Pilot
- Native name: Пилот
- Type: Private limited
- Founded: 1988; 38 years ago
- Founder: Alexander Tatarsky; Igor Kovalyov; Anatoly Prokhorov;
- Products: Animation

= Pilot (studio) =

Russian animation studio based in Moscow

Pilot is a Russian animation studio based in Moscow. It was founded in 1988 by Alexander Tatarsky, Igor Kovalyov, Anatoly Prokhorov, and Igor Gelashvili, becoming the first private animation studio in the Soviet Union. They aimed at both auteur and commercial animation.

==History==
Aleksandr Tatarsky served as the Pilot's artistic director up until his death in 2007. He was replaced by Eduard Nazarov who held the position until 2013. Currently Igor Gelashvili serves as the studio's director. Pilot produced over 130 animated films.

A subdivision called "Pilot-TV", founded in 1997, produced satirical animated series using 3D motion-captured characters, most famous of them being the studio's key mascots: the Pilot Brothers based on Chief and Colleague from the popular Soviet mini-series Investigation Held by Kolobki.

The studio has received over 50 awards at international film festivals. It is best known for animating the popular Cartoon Network series Mike, Lu & Og outside of Russia.

Many directors have worked in the studio, including Konstantin Bronzit, Ivan Maximov, Andrey Sokolov.

From 2004 on the studio has been working on Mountain of Gems, its biggest project to date. By this day over seventy 13-minute cartoons were produced with the support of the State Committee for Cinematography. They are based on fairy tales of Russian people and other ethnic groups that populate the Russian Federation and former Soviet states. Each short features distinctive art direction and animation technique, including claymation, stop motion, traditional and computer animation. The project won a number of awards.
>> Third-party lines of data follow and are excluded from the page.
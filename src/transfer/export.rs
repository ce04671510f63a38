use chrono::SecondsFormat;
use serde::Serialize;

use crate::core::Clock;
use crate::errors::Result;
use crate::ledger::{category, Transaction};

use super::{ImportFormat, CSV_HEADER};

#[derive(Serialize)]
#[serde(rename_all = "camelCase")]
struct ExportDocument<'a> {
    export_date: String,
    transactions: &'a [Transaction],
}

/// Renders the collection as CSV in collection order.
///
/// Types are written raw while categories use their display label, and descriptions
/// are always quoted. Lines are joined with `\n` without a trailing newline.
pub fn to_csv(transactions: &[Transaction]) -> String {
    let mut lines = Vec::with_capacity(transactions.len() + 1);
    lines.push(CSV_HEADER.join(","));
    for txn in transactions {
        lines.push(format!(
            "{},{},{},{:.2},\"{}\"",
            txn.date.format("%Y-%m-%d"),
            txn.kind,
            category::label_for(&txn.category),
            txn.amount,
            txn.description.replace('"', "\"\"")
        ));
    }
    lines.join("\n")
}

/// Pretty-printed backup document with every stored field.
pub fn to_json(transactions: &[Transaction], clock: &dyn Clock) -> Result<String> {
    let document = ExportDocument {
        export_date: clock.now().to_rfc3339_opts(SecondsFormat::Millis, true),
        transactions,
    };
    Ok(serde_json::to_string_pretty(&document)?)
}

pub fn export_file_name(format: ImportFormat, clock: &dyn Clock) -> String {
    let day = clock.today().format("%Y-%m-%d");
    match format {
        ImportFormat::Csv => format!("bucks2bar_transactions_{day}.csv"),
        ImportFormat::Json => format!("bucks2bar_backup_{day}.json"),
    }
}

#[cfg(test)]
mod tests {
    use super::*;
    use crate::core::FixedClock;
    use crate::ledger::NewTransaction;
    use crate::transfer::import::parse_and_validate;
    use chrono::{NaiveDate, TimeZone, Utc};
    use uuid::Uuid;

    fn txn(record: NewTransaction) -> Transaction {
        Transaction::from_record(Uuid::new_v4(), record)
    }

    fn date(raw: &str) -> NaiveDate {
        NaiveDate::parse_from_str(raw, "%Y-%m-%d").unwrap()
    }

    fn clock() -> FixedClock {
        FixedClock(Utc.with_ymd_and_hms(2026, 2, 15, 9, 5, 7).unwrap())
    }

    #[test]
    fn csv_uses_labels_and_quotes_descriptions() {
        let txns = vec![
            txn(NewTransaction::expense(
                1200.0,
                "rent",
                date("2026-01-05"),
                "Rent, \"January\"",
            )),
            txn(NewTransaction::income(4500.5, "salary", date("2026-01-31"), "Pay")),
        ];
        assert_eq!(
            to_csv(&txns),
            "Date,Type,Category,Amount,Description\n\
             2026-01-05,expense,Rent,1200.00,\"Rent, \"\"January\"\"\"\n\
             2026-01-31,income,Salary,4500.50,\"Pay\""
        );
    }

    #[test]
    fn csv_of_empty_collection_is_header_only() {
        assert_eq!(to_csv(&[]), "Date,Type,Category,Amount,Description");
    }

    #[test]
    fn csv_export_reimports_core_fields() {
        let original = vec![
            txn(NewTransaction::expense(45.126, "groceries", date("2026-02-12"), "Market, weekly")),
            txn(NewTransaction::income(800.0, "other-income", date("2026-02-05"), "Refund")),
        ];
        let preview = parse_and_validate(to_csv(&original).as_bytes(), "csv").unwrap();
        assert_eq!(preview.accepted.len(), 2);
        assert_eq!(preview.accepted[0].amount, 45.13);
        assert_eq!(preview.accepted[0].description, "Market, weekly");
        assert_eq!(preview.accepted[1].category, "other-income");
        assert_eq!(preview.accepted[1].kind, original[1].kind);
    }

    #[test]
    fn json_document_carries_export_date_and_fields() {
        let txns = vec![txn(NewTransaction::expense(
            85.0,
            "utilities",
            date("2026-01-20"),
            "Electric",
        ))];
        let json = to_json(&txns, &clock()).unwrap();
        let value: serde_json::Value = serde_json::from_str(&json).unwrap();
        assert_eq!(value["exportDate"], "2026-02-15T09:05:07.000Z");
        let exported = &value["transactions"][0];
        assert_eq!(exported["type"], "expense");
        assert_eq!(exported["date"], "2026-01-20");
        assert_eq!(exported["sortKey"], 1_768_867_200_000_i64);
        assert!(json.contains("\n  \"transactions\""));
    }

    #[test]
    fn json_export_reimports_everything_but_identity() {
        let original = vec![
            txn(NewTransaction::expense(150.0, "entertainment", date("2026-02-10"), "Concert ")),
            txn(NewTransaction::income(800.0, "freelance", date("2026-02-05"), "Logo")),
        ];
        let json = to_json(&original, &clock()).unwrap();
        let preview = parse_and_validate(json.as_bytes(), "json").unwrap();
        let expected: Vec<_> = original.iter().map(Transaction::to_record).collect();
        assert_eq!(preview.accepted, expected);
    }

    #[test]
    fn file_names_use_clock_date() {
        assert_eq!(
            export_file_name(ImportFormat::Csv, &clock()),
            "bucks2bar_transactions_2026-02-15.csv"
        );
        assert_eq!(
            export_file_name(ImportFormat::Json, &clock()),
            "bucks2bar_backup_2026-02-15.json"
        );
    }
}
During the Great Recession, the studio almost shut down due to the lack of money. The four final films of the Mountain of Gems series were supposed to be finished in July 2010, with Goskino paying for them in February or April; however, the money was never received. Studio producer Lev Bubnikov has said that suing Goskino to make them uphold the contract would have been "pointless". Yet in 2012 the studio received further financing and the project was revived. In 2014 an official YouTube channel for Mountain of Gems and its spin-off project Animated Russia was launched where the episodes are uploaded in Russian, English, Spanish and Chinese languages.